Begin at the first line below and copy each line exactly, ending with the line where "and the streaming" appears.

*** DATA TO EXAMINE

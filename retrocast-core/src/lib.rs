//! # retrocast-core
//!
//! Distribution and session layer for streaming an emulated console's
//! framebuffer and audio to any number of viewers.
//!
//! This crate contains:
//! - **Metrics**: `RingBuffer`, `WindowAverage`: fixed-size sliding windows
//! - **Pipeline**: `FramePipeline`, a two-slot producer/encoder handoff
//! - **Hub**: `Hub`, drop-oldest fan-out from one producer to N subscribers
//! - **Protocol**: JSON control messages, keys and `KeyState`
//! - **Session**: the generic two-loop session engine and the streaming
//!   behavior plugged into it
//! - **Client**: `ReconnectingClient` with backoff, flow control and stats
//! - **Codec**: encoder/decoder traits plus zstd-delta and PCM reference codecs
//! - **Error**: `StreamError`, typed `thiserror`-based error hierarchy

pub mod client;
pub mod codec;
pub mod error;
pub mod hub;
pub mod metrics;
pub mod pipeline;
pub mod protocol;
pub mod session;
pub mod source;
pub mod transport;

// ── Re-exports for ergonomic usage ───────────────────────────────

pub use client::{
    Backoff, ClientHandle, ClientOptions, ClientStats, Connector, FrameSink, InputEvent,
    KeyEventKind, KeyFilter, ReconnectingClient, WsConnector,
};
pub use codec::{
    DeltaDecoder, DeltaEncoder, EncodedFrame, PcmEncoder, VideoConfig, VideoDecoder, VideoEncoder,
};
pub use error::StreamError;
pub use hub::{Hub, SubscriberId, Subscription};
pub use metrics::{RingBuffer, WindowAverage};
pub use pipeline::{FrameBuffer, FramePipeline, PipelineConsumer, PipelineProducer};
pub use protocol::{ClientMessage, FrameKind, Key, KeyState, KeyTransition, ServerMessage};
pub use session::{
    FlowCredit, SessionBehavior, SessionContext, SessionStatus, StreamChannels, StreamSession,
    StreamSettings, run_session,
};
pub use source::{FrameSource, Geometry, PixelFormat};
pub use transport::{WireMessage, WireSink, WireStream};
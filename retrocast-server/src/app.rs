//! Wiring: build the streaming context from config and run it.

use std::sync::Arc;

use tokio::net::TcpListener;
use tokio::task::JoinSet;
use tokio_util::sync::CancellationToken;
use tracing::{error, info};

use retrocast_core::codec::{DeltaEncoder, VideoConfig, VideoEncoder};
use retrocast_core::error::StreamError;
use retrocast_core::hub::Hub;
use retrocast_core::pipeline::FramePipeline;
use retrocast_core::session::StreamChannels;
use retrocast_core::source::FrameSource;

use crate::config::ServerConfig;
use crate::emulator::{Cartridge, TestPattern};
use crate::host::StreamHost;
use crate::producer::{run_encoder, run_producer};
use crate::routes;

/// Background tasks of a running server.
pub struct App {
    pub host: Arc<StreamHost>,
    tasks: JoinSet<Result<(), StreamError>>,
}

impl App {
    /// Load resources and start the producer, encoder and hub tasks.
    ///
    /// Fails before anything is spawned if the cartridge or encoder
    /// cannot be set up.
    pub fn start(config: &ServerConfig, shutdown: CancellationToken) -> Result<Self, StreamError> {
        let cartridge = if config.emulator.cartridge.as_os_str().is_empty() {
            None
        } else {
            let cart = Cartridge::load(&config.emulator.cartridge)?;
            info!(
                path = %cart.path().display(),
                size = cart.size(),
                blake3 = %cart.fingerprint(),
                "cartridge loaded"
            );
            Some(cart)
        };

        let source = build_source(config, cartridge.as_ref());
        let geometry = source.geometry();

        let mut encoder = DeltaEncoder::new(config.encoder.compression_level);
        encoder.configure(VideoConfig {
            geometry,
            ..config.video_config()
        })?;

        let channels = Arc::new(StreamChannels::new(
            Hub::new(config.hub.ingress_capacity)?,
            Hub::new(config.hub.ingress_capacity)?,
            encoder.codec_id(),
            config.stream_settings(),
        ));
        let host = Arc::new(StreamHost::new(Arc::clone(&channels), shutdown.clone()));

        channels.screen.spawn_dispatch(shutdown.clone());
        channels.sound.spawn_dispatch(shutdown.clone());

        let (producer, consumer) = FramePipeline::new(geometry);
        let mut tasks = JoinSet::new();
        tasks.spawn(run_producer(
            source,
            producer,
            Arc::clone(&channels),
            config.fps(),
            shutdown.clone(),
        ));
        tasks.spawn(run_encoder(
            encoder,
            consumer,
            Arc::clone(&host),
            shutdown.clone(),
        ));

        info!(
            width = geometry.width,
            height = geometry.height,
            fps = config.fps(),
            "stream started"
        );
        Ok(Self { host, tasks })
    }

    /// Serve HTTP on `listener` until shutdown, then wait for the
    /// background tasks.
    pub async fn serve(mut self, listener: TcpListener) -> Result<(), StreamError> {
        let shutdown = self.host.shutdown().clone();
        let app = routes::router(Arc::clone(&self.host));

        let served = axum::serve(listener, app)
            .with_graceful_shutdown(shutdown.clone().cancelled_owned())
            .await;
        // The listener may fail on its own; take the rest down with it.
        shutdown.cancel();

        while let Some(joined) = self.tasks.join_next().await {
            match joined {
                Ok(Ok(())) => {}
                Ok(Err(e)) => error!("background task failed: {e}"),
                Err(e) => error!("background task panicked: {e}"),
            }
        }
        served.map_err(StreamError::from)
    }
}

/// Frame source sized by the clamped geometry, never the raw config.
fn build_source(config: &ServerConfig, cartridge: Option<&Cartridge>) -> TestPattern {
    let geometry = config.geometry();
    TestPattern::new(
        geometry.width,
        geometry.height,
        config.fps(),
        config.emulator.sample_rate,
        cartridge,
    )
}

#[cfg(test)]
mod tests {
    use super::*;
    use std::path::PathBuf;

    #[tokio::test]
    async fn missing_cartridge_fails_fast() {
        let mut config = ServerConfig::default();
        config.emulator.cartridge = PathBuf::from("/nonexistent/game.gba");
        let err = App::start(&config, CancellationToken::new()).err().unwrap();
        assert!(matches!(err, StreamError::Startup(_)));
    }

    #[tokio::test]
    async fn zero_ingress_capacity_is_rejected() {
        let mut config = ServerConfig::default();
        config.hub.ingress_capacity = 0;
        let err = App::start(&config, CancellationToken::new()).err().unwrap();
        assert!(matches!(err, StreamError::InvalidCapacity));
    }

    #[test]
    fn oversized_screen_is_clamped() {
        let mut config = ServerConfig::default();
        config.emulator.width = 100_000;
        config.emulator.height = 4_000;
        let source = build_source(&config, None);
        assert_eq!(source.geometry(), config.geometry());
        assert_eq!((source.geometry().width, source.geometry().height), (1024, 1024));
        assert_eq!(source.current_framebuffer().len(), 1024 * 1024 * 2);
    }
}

******

*REPLY*
filename retrocast-core/src/lib.rs
//! # retrocast-core
//!
//! Distribution and session layer for streaming an emulated console's
//! framebuffer and audio to any number of viewers.
//!
//! This crate contains:
//! - **Metrics**: `RingBuffer`, `WindowAverage`: fixed-size sliding windows
//! - **Pipeline**: `FramePipeline`, a two-slot producer/encoder handoff
//! - **Hub**: `Hub`, drop-oldest fan-out from one producer to N subscribers
//! - **Protocol**: JSON control messages, keys and `KeyState`
//! - **Session**: the generic two-loop session engine and the streaming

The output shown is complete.